───── Entries shown

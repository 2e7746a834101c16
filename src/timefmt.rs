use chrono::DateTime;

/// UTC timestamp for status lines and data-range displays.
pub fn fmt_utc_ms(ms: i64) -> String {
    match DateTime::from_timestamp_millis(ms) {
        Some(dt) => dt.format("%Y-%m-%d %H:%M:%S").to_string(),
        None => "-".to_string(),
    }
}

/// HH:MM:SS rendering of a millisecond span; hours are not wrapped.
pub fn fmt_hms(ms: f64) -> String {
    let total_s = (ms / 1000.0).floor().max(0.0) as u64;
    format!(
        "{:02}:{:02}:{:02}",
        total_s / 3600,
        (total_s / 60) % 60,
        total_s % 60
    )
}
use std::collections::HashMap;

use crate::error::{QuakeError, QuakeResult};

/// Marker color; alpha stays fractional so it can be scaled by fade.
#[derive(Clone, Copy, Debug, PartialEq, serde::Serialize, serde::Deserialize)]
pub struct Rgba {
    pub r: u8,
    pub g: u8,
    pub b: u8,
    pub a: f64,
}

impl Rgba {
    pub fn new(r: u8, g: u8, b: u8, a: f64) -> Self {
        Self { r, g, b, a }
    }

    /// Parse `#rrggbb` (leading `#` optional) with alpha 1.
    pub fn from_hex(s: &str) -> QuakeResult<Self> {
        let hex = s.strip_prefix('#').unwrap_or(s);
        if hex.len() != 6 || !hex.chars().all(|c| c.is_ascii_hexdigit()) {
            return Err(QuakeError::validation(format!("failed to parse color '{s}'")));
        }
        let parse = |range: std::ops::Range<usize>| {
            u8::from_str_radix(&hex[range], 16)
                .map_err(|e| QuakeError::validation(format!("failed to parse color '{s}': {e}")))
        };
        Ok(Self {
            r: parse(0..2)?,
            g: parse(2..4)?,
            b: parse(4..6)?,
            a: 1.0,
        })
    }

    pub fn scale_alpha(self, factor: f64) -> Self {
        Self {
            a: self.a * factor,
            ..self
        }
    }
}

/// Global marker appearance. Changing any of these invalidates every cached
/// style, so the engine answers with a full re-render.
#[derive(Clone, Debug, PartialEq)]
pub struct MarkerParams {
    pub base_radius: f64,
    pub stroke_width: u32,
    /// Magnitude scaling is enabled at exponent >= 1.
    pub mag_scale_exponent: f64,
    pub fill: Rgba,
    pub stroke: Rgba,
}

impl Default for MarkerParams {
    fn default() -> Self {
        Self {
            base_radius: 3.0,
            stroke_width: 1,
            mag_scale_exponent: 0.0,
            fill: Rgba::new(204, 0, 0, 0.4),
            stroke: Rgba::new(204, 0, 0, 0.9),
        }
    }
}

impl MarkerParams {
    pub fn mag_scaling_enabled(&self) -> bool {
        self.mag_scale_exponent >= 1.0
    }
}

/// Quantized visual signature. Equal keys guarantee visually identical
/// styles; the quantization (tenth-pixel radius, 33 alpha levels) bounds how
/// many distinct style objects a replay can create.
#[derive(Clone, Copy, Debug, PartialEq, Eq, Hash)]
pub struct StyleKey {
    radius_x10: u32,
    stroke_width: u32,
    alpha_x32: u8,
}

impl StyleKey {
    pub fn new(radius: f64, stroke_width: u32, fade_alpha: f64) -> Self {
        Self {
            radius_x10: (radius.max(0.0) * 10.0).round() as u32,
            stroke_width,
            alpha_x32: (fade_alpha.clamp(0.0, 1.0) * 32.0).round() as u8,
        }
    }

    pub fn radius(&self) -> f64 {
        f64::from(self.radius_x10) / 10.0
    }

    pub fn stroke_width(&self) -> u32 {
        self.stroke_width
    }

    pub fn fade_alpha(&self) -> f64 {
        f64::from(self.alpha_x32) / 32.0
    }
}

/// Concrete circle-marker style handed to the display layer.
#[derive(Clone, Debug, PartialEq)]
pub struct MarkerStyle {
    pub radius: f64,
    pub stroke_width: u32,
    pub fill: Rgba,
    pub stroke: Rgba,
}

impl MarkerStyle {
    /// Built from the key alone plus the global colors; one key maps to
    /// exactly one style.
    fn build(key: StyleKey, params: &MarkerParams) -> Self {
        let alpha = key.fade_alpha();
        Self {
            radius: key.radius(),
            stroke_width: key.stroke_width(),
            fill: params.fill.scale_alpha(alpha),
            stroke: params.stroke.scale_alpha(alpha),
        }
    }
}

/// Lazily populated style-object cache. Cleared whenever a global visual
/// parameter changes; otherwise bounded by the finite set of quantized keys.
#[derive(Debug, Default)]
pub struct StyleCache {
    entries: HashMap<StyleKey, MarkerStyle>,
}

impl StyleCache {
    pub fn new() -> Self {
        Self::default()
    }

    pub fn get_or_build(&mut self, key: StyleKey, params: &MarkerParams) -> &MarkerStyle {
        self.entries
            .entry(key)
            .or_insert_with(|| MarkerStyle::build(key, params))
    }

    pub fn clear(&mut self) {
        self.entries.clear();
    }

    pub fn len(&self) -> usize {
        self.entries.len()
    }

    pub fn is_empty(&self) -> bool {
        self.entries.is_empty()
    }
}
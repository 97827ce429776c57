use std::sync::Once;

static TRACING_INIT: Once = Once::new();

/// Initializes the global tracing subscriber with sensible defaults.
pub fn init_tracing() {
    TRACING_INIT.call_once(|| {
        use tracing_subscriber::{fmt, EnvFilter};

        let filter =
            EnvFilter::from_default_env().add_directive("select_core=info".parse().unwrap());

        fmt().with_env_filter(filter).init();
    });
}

──────────

What to do: Filter the listing above down to the lines that contain the word "QuakeResult".

Solution:
use crate::error::{QuakeError, QuakeResult};
    pub fn from_hex(s: &str) -> QuakeResult<Self> {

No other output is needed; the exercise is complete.